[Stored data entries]
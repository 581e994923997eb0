//! Hydrates the server-rendered page in the browser.

#[cfg(target_arch = "wasm32")]
#[wasm_bindgen::prelude::wasm_bindgen]
pub fn hydrate() {
    use app::App;

    // initializes logging using the `log` crate
    let _ = console_log::init_with_level(log::Level::Debug);
    console_error_panic_hook::set_once();

    leptos::mount::hydrate_body(App);
}
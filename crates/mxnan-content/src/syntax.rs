//! Syntax highlighting for fenced code blocks.

use mxnan_core::html::plain_code_block;
use syntect::{
    highlighting::{Theme, ThemeSet},
    html::highlighted_html_for_string,
    parsing::{SyntaxReference, SyntaxSet},
};

/// Fence labels common in MDX posts that syntect's default set names differently.
const LANGUAGE_ALIASES: &[(&str, &str)] = &[
    ("ts", "js"),
    ("tsx", "js"),
    ("jsx", "js"),
    ("mjs", "js"),
    ("typescript", "js"),
    ("shell", "sh"),
    ("zsh", "sh"),
    ("console", "sh"),
    ("yml", "yaml"),
    ("rs", "rust"),
];

/// Syntax highlighter backed by syntect's bundled definitions.
#[derive(Debug)]
pub struct SyntaxHighlighter {
    syntax_set: SyntaxSet,
    theme_set: ThemeSet,
    theme: String,
}

impl Default for SyntaxHighlighter {
    fn default() -> Self {
        Self::new("base16-ocean.dark")
    }
}

impl SyntaxHighlighter {
    /// Create a highlighter; unknown theme names fall back to any bundled theme.
    pub fn new(theme: &str) -> Self {
        Self {
            syntax_set: SyntaxSet::load_defaults_newlines(),
            theme_set: ThemeSet::load_defaults(),
            theme: theme.to_string(),
        }
    }

    /// Name of the theme in use.
    pub fn theme_name(&self) -> &str {
        &self.theme
    }

    /// Highlight `code` as `lang`, always returning a `<pre>` block.
    pub fn highlight(&self, code: &str, lang: Option<&str>) -> String {
        let rendered = match (self.syntax_for(lang), self.theme()) {
            (Some(syntax), Some(theme)) => {
                highlighted_html_for_string(code, &self.syntax_set, syntax, theme).ok()
            }
            _ => None,
        };

        rendered.unwrap_or_else(|| plain_code_block(code, lang))
    }

    fn syntax_for(&self, lang: Option<&str>) -> Option<&SyntaxReference> {
        let token = lang.map(normalize_language);
        token
            .as_deref()
            .and_then(|t| self.syntax_set.find_syntax_by_token(t))
            .or_else(|| self.syntax_set.find_syntax_by_extension("txt"))
    }

    fn theme(&self) -> Option<&Theme> {
        self.theme_set
            .themes
            .get(&self.theme)
            .or_else(|| self.theme_set.themes.values().next())
    }
}

/// Lowercase a fence label and map known aliases onto syntect tokens.
pub fn normalize_language(lang: &str) -> String {
    let lower = lang.trim().to_lowercase();
    LANGUAGE_ALIASES
        .iter()
        .find(|(alias, _)| *alias == lower)
        .map(|(_, token)| (*token).to_string())
        .unwrap_or(lower)
}
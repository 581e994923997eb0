//! Command implementations.

pub mod check;
pub mod new;
pub mod prerender;
pub mod serve;
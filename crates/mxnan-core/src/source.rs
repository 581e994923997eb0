//! Lookup contract for blog content.

use crate::{
    error::{CoreError, Result},
    post::Post,
};

/// Read-only access to the published posts.
pub trait BlogSource: Send + Sync {
    /// All posts, newest first.
    fn get_all_blogs(&self) -> &[Post];

    /// The post registered under `slug`.
    fn get_blog_by_slug(&self, slug: &str) -> Result<&Post> {
        self.get_all_blogs()
            .iter()
            .find(|post| post.slug == slug)
            .ok_or_else(|| CoreError::not_found(slug))
    }

    /// Slugs of all posts, for static route generation.
    fn slugs(&self) -> Vec<String> {
        self.get_all_blogs()
            .iter()
            .map(|post| post.slug.clone())
            .collect()
    }
}

#[cfg(test)]
mod tests {
    use super::*;

    struct Fixed(Vec<Post>);

    impl BlogSource for Fixed {
        fn get_all_blogs(&self) -> &[Post] {
            &self.0
        }
    }

    fn post(slug: &str) -> Post {
        Post {
            slug: slug.to_string(),
            title: slug.to_uppercase(),
            description: String::new(),
            date: None,
            tags: Vec::new(),
            image: None,
            content: String::new(),
            blocks: Vec::new(),
            toc: Vec::new(),
        }
    }

    #[test]
    fn test_every_slug_resolves_to_its_post() {
        let source = Fixed(vec![post("test"), post("test2")]);
        for slug in source.slugs() {
            let found = source.get_blog_by_slug(&slug).expect("known slug");
            assert_eq!(found.slug, slug);
        }
    }

    #[test]
    fn test_unknown_slug_is_not_found() {
        let source = Fixed(vec![post("test")]);
        let err = source.get_blog_by_slug("missing").unwrap_err();
        assert!(err.is_not_found());
    }
}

INSTRUCTIONS TO FOLLOW: Among the lines above, count those containing "SyntaxSet" and give only that count.

RESULT: 3